Trainers look for specific traits to identify dogs with possible futures in search and rescue, but at Dogtown the training is just for fun. Any dog is welcome to give it a try, but it’s especially helpful for those with a lot of extra energy to burn, or those with anxiety or confidence issues. Many times, those dogs just need a job to help them relax.

Teaching the rules of the game is the first step. You can’t just say to a dog: “You count to 10. I hide and then you come find me.” Instead, training starts with short, easy chases.

Two women outside with Bonneville the dog giving search and rescue training

“The dog just learns that running to the ‘victim’ is super fun and earns a great reward,” says Haylee Heisel, training and behavior specialist at Dogtown. Treats, toys, a short game of fetch — whatever motivates each dog the most — is the reward for finding their person (who is standing in plain sight close by). Once that’s established and they’re reliably going to the victim for their reward, the hiding begins.

Bonneville the shepherd looking up for training instruction

Dog search and rescue skills for fun

It’s very simple, at first, with a person running off and hiding behind things. Then it gets trickier and trickier as the dog becomes more comfortable and confident. It’s surprising how much of a difference there is between just hiding under a tree with low-hanging branches or lying in some bushes. With the latter, the foliage traps all sorts of different scents and suddenly you’re invisible and the dog is doing circles around you, unable to find you.

Eventually, the dog no longer gets to watch as the person runs away to hide. And finally, the dog arrives on-site with the victim already hiding, having never seen the person before the search.

At the same time, separately, the dog is learning a trick that can be used as an indicator, a way to let the handler know the dog has found someone. Haylee says, “(The goal) is that the dog finds the victim, returns to the handler and indicates that they found them, then leads the handler back to the person before getting their reward.”

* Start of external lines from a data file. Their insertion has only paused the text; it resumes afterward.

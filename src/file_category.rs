//! File classification for choosing destination folders.
//!
//! Files are classified either by sniffing their leading bytes into a coarse
//! content kind ("Images", "Documents", ...) or, in exact mode, by their
//! extension ("PNG", "TXT", "NoExt"). The resulting [`Category`] doubles as
//! the name of the subfolder the file is moved into.
//!
//! # Examples
//!
//! ```
//! use typesort::file_category::{Category, ClassifyMode, FileKind, classify};
//!
//! let jpeg = [0xFF, 0xD8, 0xFF, 0xE0, 0x00, 0x10, 0x4A, 0x46, 0x49, 0x46];
//! assert_eq!(
//!     classify(ClassifyMode::Content, "photo.jpg", &jpeg),
//!     Category::Kind(FileKind::Images)
//! );
//! assert_eq!(classify(ClassifyMode::Exact, "photo.jpg", &jpeg).dir_name(), "JPG");
//! ```
use infer::MatcherType;
use std::fmt;

/// Bytes handed to the sniffer; magic numbers never sit deeper than this.
pub const SNIFF_LIMIT: usize = 8192;

/// Folder name used in exact mode for files without an extension.
pub const NO_EXTENSION: &str = "NoExt";

/// How files are classified during a run.
#[derive(Debug, Clone, Copy, PartialEq, Eq, Default)]
pub enum ClassifyMode {
    /// Sniff magic bytes into one of the fixed content kinds.
    #[default]
    Content,
    /// Use the upper-cased file extension verbatim.
    Exact,
}

/// Coarse content kinds produced by sniffing.
#[derive(Debug, Clone, Copy, PartialEq, Eq, Hash)]
pub enum FileKind {
    Images,
    Videos,
    Audio,
    Archives,
    Documents,
    Other,
}

impl FileKind {
    /// Every kind, in display order.
    pub const ALL: [FileKind; 6] = [
        FileKind::Images,
        FileKind::Videos,
        FileKind::Audio,
        FileKind::Archives,
        FileKind::Documents,
        FileKind::Other,
    ];

    /// Returns the folder name for this kind.
    ///
    /// # Examples
    ///
    /// ```
    /// use typesort::file_category::FileKind;
    ///
    /// assert_eq!(FileKind::Images.dir_name(), "Images");
    /// assert_eq!(FileKind::Other.dir_name(), "Other");
    /// ```
    pub fn dir_name(&self) -> &'static str {
        match self {
            FileKind::Images => "Images",
            FileKind::Videos => "Videos",
            FileKind::Audio => "Audio",
            FileKind::Archives => "Archives",
            FileKind::Documents => "Documents",
            FileKind::Other => "Other",
        }
    }

    /// Looks a kind up by its exact folder name.
    pub fn from_dir_name(name: &str) -> Option<Self> {
        Self::ALL.into_iter().find(|kind| kind.dir_name() == name)
    }
}

/// The destination of a file, which is also the name of its subfolder.
#[derive(Debug, Clone, PartialEq, Eq, Hash)]
pub enum Category {
    /// A sniffed content kind.
    Kind(FileKind),
    /// An upper-cased extension, e.g. `PNG`.
    Extension(String),
    /// A file without an extension in exact mode.
    NoExtension,
}

impl Category {
    /// Returns the subfolder name for this category.
    pub fn dir_name(&self) -> &str {
        match self {
            Category::Kind(kind) => kind.dir_name(),
            Category::Extension(ext) => ext,
            Category::NoExtension => NO_EXTENSION,
        }
    }
}

impl fmt::Display for Category {
    fn fmt(&self, f: &mut fmt::Formatter<'_>) -> fmt::Result {
        f.write_str(self.dir_name())
    }
}

/// Classifies a file by name or content, depending on `mode`.
///
/// In content mode `contents` must be non-empty; empty files are filtered out
/// before classification. Only the first [`SNIFF_LIMIT`] bytes are inspected.
pub fn classify(mode: ClassifyMode, file_name: &str, contents: &[u8]) -> Category {
    match mode {
        ClassifyMode::Content => Category::Kind(sniff_kind(contents)),
        ClassifyMode::Exact => extension_category(file_name),
    }
}

/// Maps the magic bytes at the start of `contents` to a content kind.
///
/// Anything the sniffer does not recognise falls back to `Documents` when the
/// prefix reads as text, and to `Other` otherwise.
pub fn sniff_kind(contents: &[u8]) -> FileKind {
    let prefix = &contents[..contents.len().min(SNIFF_LIMIT)];

    match infer::get(prefix).map(|kind| kind.matcher_type()) {
        Some(MatcherType::Image) => FileKind::Images,
        Some(MatcherType::Video) => FileKind::Videos,
        Some(MatcherType::Audio) => FileKind::Audio,
        Some(MatcherType::Archive) => FileKind::Archives,
        Some(MatcherType::Doc | MatcherType::Book | MatcherType::Text) => FileKind::Documents,
        Some(_) => FileKind::Other,
        None if looks_like_text(prefix) => FileKind::Documents,
        None => FileKind::Other,
    }
}

/// True when `prefix` is UTF-8 (allowing a code point cut off at the end)
/// and contains no NUL bytes.
fn looks_like_text(prefix: &[u8]) -> bool {
    if prefix.is_empty() || prefix.contains(&0) {
        return false;
    }
    match std::str::from_utf8(prefix) {
        Ok(_) => true,
        Err(e) => e.error_len().is_none(),
    }
}

/// Maps a file name to its exact-mode category.
///
/// # Examples
///
/// ```
/// use typesort::file_category::{Category, extension_category};
///
/// assert_eq!(extension_category("photo.png"), Category::Extension("PNG".into()));
/// assert_eq!(extension_category("archive.tar.GZ"), Category::Extension("GZ".into()));
/// assert_eq!(extension_category("Makefile"), Category::NoExtension);
/// ```
pub fn extension_category(file_name: &str) -> Category {
    match file_name.rsplit_once('.') {
        Some((_, ext)) if !ext.is_empty() => Category::Extension(ext.to_lowercase().to_uppercase()),
        _ => Category::NoExtension,
    }
}

/// Returns true if `name` is one of the fixed content-kind folders.
pub fn is_category_folder(name: &str) -> bool {
    FileKind::from_dir_name(name).is_some()
}

/// Returns true if `name` looks like a folder created in exact mode.
///
/// That is `NoExt`, or a non-empty name without dots or spaces that is
/// already upper case and is not one of the content-kind folders. Digit-only
/// names such as `7Z` qualify.
pub fn is_exact_folder(name: &str) -> bool {
    if name == NO_EXTENSION {
        return true;
    }
    if name.is_empty() || is_category_folder(name) {
        return false;
    }
    if name.contains('.') || name.contains(' ') {
        return false;
    }
    name == name.to_uppercase()
}

/// Returns true if a directory named `name` holds output of `mode` and must
/// not be descended into.
pub fn is_output_folder(mode: ClassifyMode, name: &str) -> bool {
    match mode {
        ClassifyMode::Content => is_category_folder(name),
        ClassifyMode::Exact => is_exact_folder(name),
    }
}
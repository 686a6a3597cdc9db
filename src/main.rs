use clap::Parser;
use std::process::ExitCode;
use typesort::cli::{Cli, run_cli};
use typesort::output::OutputFormatter;

fn main() -> ExitCode {
    let cli = Cli::parse();

    match run_cli(&cli) {
        Ok(()) => ExitCode::SUCCESS,
        Err(e) => {
            OutputFormatter::error(&e);
            ExitCode::FAILURE
        }
    }
}
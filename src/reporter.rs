//! Routing of run messages to the terminal, the deferred buffer and the log.
//!
//! Each of the three sinks is switched on independently, so one call to
//! [`Reporter::emit`] can print, buffer and log the same message.

use crate::config::RunConfig;
use crate::output::{Message, OutputFormatter};
use std::fs;
use std::io;
use std::path::Path;

/// Format used for log line timestamps.
const TIMESTAMP_FORMAT: &str = "%Y-%m-%d %H:%M:%S";

/// Returns the current local time as used in log lines.
pub fn timestamp() -> String {
    chrono::Local::now().format(TIMESTAMP_FORMAT).to_string()
}

/// Collects and dispatches messages for a single run.
#[derive(Debug, Default)]
pub struct Reporter {
    verbose: bool,
    defer_output: bool,
    log: bool,
    deferred: Vec<Message>,
    log_lines: Vec<String>,
}

impl Reporter {
    pub fn new(verbose: bool, defer_output: bool, log: bool) -> Self {
        Self {
            verbose,
            defer_output,
            log,
            ..Self::default()
        }
    }

    pub fn from_config(config: &RunConfig) -> Self {
        Self::new(config.verbose, config.defer_output, config.log)
    }

    /// Prints, buffers and logs `message` according to the enabled sinks.
    pub fn emit(&mut self, message: Message) {
        if self.verbose {
            OutputFormatter::print(&message);
        }
        if self.log {
            self.log_lines
                .push(format!("{} {}", timestamp(), message.text()));
        }
        if self.defer_output {
            self.deferred.push(message);
        }
    }

    pub fn info(&mut self, text: impl Into<String>) {
        self.emit(Message::info(text));
    }

    pub fn warning(&mut self, text: impl Into<String>) {
        self.emit(Message::warning(text));
    }

    pub fn error(&mut self, text: impl Into<String>) {
        self.emit(Message::error(text));
    }

    /// Appends a timestamped line to the log only. No-op when logging is off.
    pub fn log_only(&mut self, text: &str) {
        if self.log {
            self.log_lines.push(format!("{} {}", timestamp(), text));
        }
    }

    pub fn is_logging(&self) -> bool {
        self.log
    }

    /// Messages waiting for [`Reporter::flush_deferred`], in emission order.
    pub fn deferred(&self) -> &[Message] {
        &self.deferred
    }

    /// Log lines collected so far, in emission order.
    pub fn log_lines(&self) -> &[String] {
        &self.log_lines
    }

    /// Prints every deferred message in emission order and empties the buffer.
    pub fn flush_deferred(&mut self) {
        for message in self.deferred.drain(..) {
            println!("{}", OutputFormatter::styled(&message));
        }
    }

    /// Writes the log to `path`, replacing any previous content.
    pub fn write_log(&self, path: &Path) -> io::Result<()> {
        fs::write(path, self.log_lines.join("\n"))
    }
}
#[test]
fn test_exact_mode_trusts_extension_and_handles_missing_ones() {
    let fixture = TestFixture::new();
    fixture.create_files(&[
        ("actually_png.txt", PNG_HEADER),
        ("LICENSE", NOTES),
        ("Archive.Tar.GZ", ZIP_HEADER),
    ]);

    let organizer = run(&fixture, inspect_config(ClassifyMode::Exact, false));

    fixture.assert_file_exists("TXT/actually_png.txt");
    fixture.assert_file_exists("NoExt/LICENSE");
    fixture.assert_file_exists("GZ/Archive.Tar.GZ");

    let stats = organizer.stats().expect("Stats should be collected");
    assert_eq!(stats.category("NoExt").map(|t| t.count), Some(1));
}

// ============================================================================
// Test Suite 3: Skipped and Failing Entries
// ============================================================================

#[test]
fn test_empty_file_is_skipped() {
    let fixture = TestFixture::new();
    fixture.create_files(&[("empty.dat", EMPTY), ("notes.txt", NOTES)]);

    let organizer = run(&fixture, inspect_config(ClassifyMode::Content, false));

    fixture.assert_file_exists("empty.dat");
    fixture.assert_not_exists("Other");
    let skipped: Vec<_> = organizer
        .reporter()
        .deferred()
        .iter()
        .filter(|m| m.text() == "Skipping empty file: empty.dat")
        .collect();
    assert_eq!(skipped.len(), 1);
    assert_eq!(skipped[0].level(), MessageLevel::Warning);

    let stats = organizer.stats().expect("Stats should be collected");
    assert_eq!(stats.total_count(), 1);
    assert_eq!(stats.total_bytes(), NOTES.len() as u64);
}

#[test]
fn test_only_empty_files_leave_no_stats() {
    let fixture = TestFixture::new();
    fixture.create_file("empty.dat", EMPTY);

    let organizer = run(&fixture, inspect_config(ClassifyMode::Exact, false));

    fixture.assert_file_exists("empty.dat");
    fixture.assert_not_exists("DAT");
    assert!(organizer.stats().is_none());
}

#[cfg(unix)]
#[test]
fn test_unreadable_file_is_reported_and_walk_continues() {
    let fixture = TestFixture::new();
    std::os::unix::fs::symlink(
        fixture.path().join("gone.png"),
        fixture.path().join("broken.png"),
    )
    .expect("Failed to create symlink");
    fixture.create_file("notes.txt", NOTES);

    let organizer = run(&fixture, inspect_config(ClassifyMode::Content, false));

    assert!(
        fixture
            .path()
            .join("broken.png")
            .symlink_metadata()
            .is_ok()
    );
    fixture.assert_not_exists("Images");
    fixture.assert_file_exists("Documents/notes.txt");

    let errors = messages_with(&organizer, "Error reading file broken.png");
    assert_eq!(errors.len(), 1);
    let level = organizer
        .reporter()
        .deferred()
        .iter()
        .find(|m| m.text() == errors[0])
        .map(|m| m.level());
    assert_eq!(level, Some(MessageLevel::Error));
}

#[test]
fn test_missing_directory_is_fatal() {
    let fixture = TestFixture::new();
    let mut organizer = Organizer::new(RunConfig::default());

    let result = organizer.run(&fixture.path().join("does-not-exist"));
    assert!(result.is_err());
}

// ============================================================================
// Test Suite 4: Subfolders and Idempotence
// ============================================================================

#[test]
fn test_subfolders_ignored_by_default() {
    let fixture = TestFixture::new();
    fixture.create_files(&[("inbox/photo.png", PNG_HEADER), ("notes.txt", NOTES)]);

    run(&fixture, inspect_config(ClassifyMode::Content, false));

    fixture.assert_file_exists("inbox/photo.png");
    fixture.assert_not_exists("inbox/Images");
    fixture.assert_file_exists("Documents/notes.txt");
}

#[test]
fn test_subfolders_organized_in_place_when_enabled() {
    let fixture = TestFixture::new();
    fixture.create_files(&[
        ("inbox/photo.png", PNG_HEADER),
        ("inbox/deeper/song.mp3", MP3_HEADER),
    ]);

    run(&fixture, inspect_config(ClassifyMode::Content, true));

    fixture.assert_file_exists("inbox/Images/photo.png");
    fixture.assert_file_exists("inbox/deeper/Audio/song.mp3");
    fixture.assert_not_exists("Images");
}

#[test]
fn test_existing_category_folder_is_not_descended() {
    let fixture = TestFixture::new();
    fixture.create_files(&[("Images/old.png", PNG_HEADER), ("Images/readme.txt", NOTES)]);

    let organizer = run(&fixture, inspect_config(ClassifyMode::Content, true));

    fixture.assert_file_exists("Images/old.png");
    // Would have become Images/Documents/readme.txt if Images were descended.
    fixture.assert_file_exists("Images/readme.txt");
    assert!(messages_with(&organizer, "Moved file").is_empty());
    assert_eq!(messages_with(&organizer, "Organizing directory").len(), 1);
}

Bonneville the dog jumping up for a ball as a reward

The searchers at Dogtown

For Manuel, a big, floppy-eared guy with a love for treats and a high drive for play, search and rescue is a great source of enrichment. Training started when he was in a pre-adoption program focused on teaching all sorts of new skills, and now search and rescue is part of that skill-building.

Manuel is a natural when it comes to search and rescue. It’s an exciting game, and even an unexpectedly difficult hiding spot only slows him down briefly. He’s so happy to find the hidden person that he could play all day if the humans could keep up.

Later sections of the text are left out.